In November 2025, Omar was elected to the IMMAF Police Sports Commission, the global platform that links the International Mixed Martial Arts Federation (IMMAF) with law enforcement and policing bodies.

=== Counter-extremism and rehabilitation ===
Omar has worked in the counter-extremism and de-radicalisation sectors during the peak of the war on terror. Through structured training and mentorship, he assisted at-risk youth in reintegrating into society.

=== Military and law enforcement training ===
Omar expanded the Federation's institutional outreach by designing and delivering specialised unarmed combat training programs for Pakistan’s security forces, including an MMA-based resilience and defensive-tactics module for the National Police Academy that has since been incorporated into its physical conditioning and decision-making curriculum. He also served as a guest instructor at the Special Operations School in Cherat, where he trained personnel from the Pakistan Special Services Group (SSG).

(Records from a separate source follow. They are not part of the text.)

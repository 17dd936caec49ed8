//! Usage telemetry events emitted after client operations.

use crate::Params;
use chrono::{DateTime, Utc};
use serde::{Deserialize, Serialize};

/// Session context attached to every event. Never carries the API key.
#[derive(Debug, Clone, Default, PartialEq, Eq, Serialize, Deserialize)]
pub struct ClientContext {
    pub user_id: String,
    pub host: String,
    #[serde(skip_serializing_if = "Option::is_none")]
    pub org_id: Option<String>,
    #[serde(skip_serializing_if = "Option::is_none")]
    pub project_id: Option<String>,
    pub client_version: String,
}

/// One telemetry event: operation name plus a small property summary.
///
/// Properties hold option keys, memory ids and API versions; memory content
/// and metadata values are never recorded.
#[derive(Debug, Clone, PartialEq, Serialize, Deserialize)]
pub struct TelemetryEvent {
    pub name: String,
    pub client: ClientContext,
    #[serde(default)]
    pub properties: Params,
    pub timestamp: DateTime<Utc>,
}

impl TelemetryEvent {
    pub fn new(name: impl Into<String>, client: ClientContext, properties: Params) -> Self {
        Self {
            name: name.into(),
            client,
            properties,
            timestamp: Utc::now(),
        }
    }
}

== Federation and gym initiatives ==
Omar serves as CEO of Brave Gym, a Lahore-based combat sports facility launched by Brave Combat Federation. The gym operates in partnership with Salman Iqbal and under the patronage of Sheikh Khalid bin Hamad Al Khalifa. The Federation also oversees the Real World Fight League (RWFL), a youth-focused MMA platform co-founded by Omar and Qaim Abass. The RWFL is designed to introduce young people in schools, colleges, and communities to structured MMA opportunities, and was shortlisted for the IMMAF Sustainability Awards for its social impact in youth development.

== Awards and recognitions ==
In September 2024, Prime Minister Shehbaz Sharif hosted a ceremony recognising the federation's achievements. Sharif praised Omar for hosting the event without government financial support, calling it "a new model of a self-sustaining sports economy."

In August 2025, Omar was honored with the Pride of Pakistan award by the Inter-Services Public Relations (ISPR) in recognition of his contributions to the combat sports. In September, the Real World Fight League and the Real Fight Project initiatives were shortlisted for the IMMAF Sustainability Awards in recognition of their social impact.